Copy word for word, please, the lines of the entries below running from the one containing "ColumnData::int4([1, 2, 3, 4]));" to the one containing "ColumnData::float8_optional([Some(1.0), None, Some(3.0)]));", both ends included.

(Dataset extract)

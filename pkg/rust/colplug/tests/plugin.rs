// SPDX-License-Identifier: AGPL-3.0-or-later
// Copyright (c) 2025 ReifyDB

use colplug::{Column, ColumnData, ExecutionConfig, Plugin, TracingBuilder, TracingError, Type, Value};
use serde_json::json;

fn floats(column: &Column) -> Vec<Option<f64>> {
	column.iter_f64().collect()
}

#[test]
fn test_gamma_zero_is_identity() {
	let plugin = Plugin::new();
	let input = Column::single("x", ColumnData::float8_optional([Some(3.0), None, Some(-1.0)]));
	let output = plugin.call("discounted_cum_sum", &[input.clone()], &json!({"gamma": 0.0})).unwrap();
	assert_eq!(floats(&output), floats(&input));
}

#[test]
fn test_gamma_one_is_cumulative_sum() {
	let plugin = Plugin::new();
	let input = Column::single("x", ColumnData::int4([1, 2, 3, 4]));
	let output = plugin.call("discounted_cum_sum", &[input], &json!({"gamma": 1})).unwrap();
	assert_eq!(floats(&output), vec![Some(1.0), Some(3.0), Some(6.0), Some(10.0)]);
}

#[test]
fn test_half_decay_with_null() {
	let plugin = Plugin::new();
	let input = Column::single("x", ColumnData::float8_optional([Some(1.0), None, Some(3.0)]));
	let output = plugin.call("discounted_cum_sum", &[input], &json!({"gamma": 0.5})).unwrap();
	assert_eq!(floats(&output), vec![Some(1.0), None, Some(3.5)]);
}

#[test]
fn test_missing_gamma() {
	let plugin = Plugin::new();
	let input = Column::single("x", ColumnData::float8([1.0]));
	let err = plugin.call("discounted_cum_sum", &[input], &json!({})).unwrap_err();
	assert_eq!(err.code(), "FUNCTION_011");
}

#[test]
fn test_feature_hasher_deterministic_across_plugins() {
	let input = Column::single("w", ColumnData::utf8(["red", "green", "blue"]));
	let kwargs = json!({"num_buckets": 100});

	let first = Plugin::new().call("feature_hasher", &[input.clone()], &kwargs).unwrap();
	let second = Plugin::with_config(ExecutionConfig::new().parallel_threshold(0).chunk_len(1))
		.call("feature_hasher", &[input], &kwargs)
		.unwrap();
	assert_eq!(first.to_values(), second.to_values());
}

#[test]
fn test_feature_hasher_zero_buckets() {
	let input = Column::single("w", ColumnData::utf8(["red"]));
	let err = Plugin::new().call("feature_hasher", &[input], &json!({"num_buckets": 0})).unwrap_err();
	assert_eq!(err.code(), "FUNCTION_010");
	assert!(err.to_string().contains("num_buckets"));
}

#[test]
fn test_feature_hasher_empty_input() {
	let input = Column::empty("w", Type::Utf8);
	let output = Plugin::new().call("feature_hasher", &[input], &json!({"num_buckets": 4})).unwrap();
	assert!(output.is_empty());
	assert_eq!(output.name().text(), "w");
}

#[test]
fn test_feature_hasher_null_passthrough() {
	let input = Column::single("w", ColumnData::undefined(3));
	let output = Plugin::new().call("feature_hasher", &[input], &json!({"num_buckets": 4})).unwrap();
	assert_eq!(output.to_values(), vec![Value::Undefined; 3]);
}

#[test]
fn test_tracing_installs_once() {
	TracingBuilder::new().with_filter("colplug=debug").try_init().unwrap();

	let again = TracingBuilder::new().try_init().unwrap_err();
	assert!(matches!(again, TracingError::Install(_)));

	// spans and events flow through the installed subscriber
	let input = Column::single("x", ColumnData::float8([1.0]));
	Plugin::new().call("discounted_cum_sum", &[input], &json!({"gamma": 2.0})).unwrap();
}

(End Dataset extract)

(The answer)
	let input = Column::single("x", ColumnData::int4([1, 2, 3, 4]));
	let output = plugin.call("discounted_cum_sum", &[input], &json!({"gamma": 1})).unwrap();
	assert_eq!(floats(&output), vec![Some(1.0), Some(3.0), Some(6.0), Some(10.0)]);
}

#[test]
fn test_half_decay_with_null() {
	let plugin = Plugin::new();
	let input = Column::single("x", ColumnData::float8_optional([Some(1.0), None, Some(3.0)]));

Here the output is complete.